//! Pending dispatch entity definitions.
//!
//! Maps to the pending_dispatches table, the durable queue of delayed
//! notifications.

use sqlx::FromRow;

use domain::models::dispatch::DispatchPayload;
use domain::models::geofication::PostTriggerAction;

/// Database entity for pending_dispatches table.
#[derive(Debug, Clone, FromRow)]
pub struct PendingDispatchEntity {
    pub id: i64,
    pub job_id: String,
    pub geofence_id: i64,
    pub geofication_id: i64,
    pub post_trigger_action: i64,
    /// JSON-encoded [`DispatchPayload`].
    pub payload: String,
    pub due_at: i64,
    pub status: String,
    pub attempts: i64,
    pub last_error: Option<String>,
    pub created_at: i64,
    pub updated_at: i64,
}

impl PendingDispatchEntity {
    /// Decodes the persisted payload snapshot.
    pub fn payload(&self) -> Result<DispatchPayload, serde_json::Error> {
        serde_json::from_str(&self.payload)
    }

    /// Post-trigger action recorded when the rule fired.
    pub fn action(&self) -> PostTriggerAction {
        PostTriggerAction::from_i64(self.post_trigger_action).unwrap_or_default()
    }

    pub fn is_finished(&self) -> bool {
        FINISHED_STATUSES.contains(&self.status.as_str())
    }
}

/// Dispatch status values.
pub const STATUS_PENDING: &str = "pending";
pub const STATUS_RUNNING: &str = "running";
pub const STATUS_DELIVERED: &str = "delivered";
pub const STATUS_SKIPPED: &str = "skipped";
pub const STATUS_FAILED: &str = "failed";

/// Statuses that are never picked up again.
pub const FINISHED_STATUSES: [&str; 3] = [STATUS_DELIVERED, STATUS_SKIPPED, STATUS_FAILED];

/// Default maximum number of delivery attempts.
pub const MAX_DELIVERY_ATTEMPTS: i64 = 4;

/// Backoff intervals in seconds after each failed attempt.
/// Attempt 1: 30s, Attempt 2: 120s, Attempt 3: 600s
pub const RETRY_BACKOFF_SECONDS: [i64; 3] = [30, 120, 600];

/// Backoff before the next attempt, given the attempts made so far.
pub fn retry_backoff_millis(attempts: i64) -> i64 {
    let index = (attempts.max(1) - 1).min(RETRY_BACKOFF_SECONDS.len() as i64 - 1) as usize;
    RETRY_BACKOFF_SECONDS[index] * 1000
}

* TASK DESCRIPTION *
Could you return exactly the lines above from the line with "Dispatch status values." to the line with "each failed attempt.", both included, and nothing else?

* FINAL ANSWER *
/// Dispatch status values.
pub const STATUS_PENDING: &str = "pending";
pub const STATUS_RUNNING: &str = "running";
pub const STATUS_DELIVERED: &str = "delivered";
pub const STATUS_SKIPPED: &str = "skipped";
pub const STATUS_FAILED: &str = "failed";

/// Statuses that are never picked up again.
pub const FINISHED_STATUSES: [&str; 3] = [STATUS_DELIVERED, STATUS_SKIPPED, STATUS_FAILED];

/// Default maximum number of delivery attempts.
pub const MAX_DELIVERY_ATTEMPTS: i64 = 4;

/// Backoff intervals in seconds after each failed attempt.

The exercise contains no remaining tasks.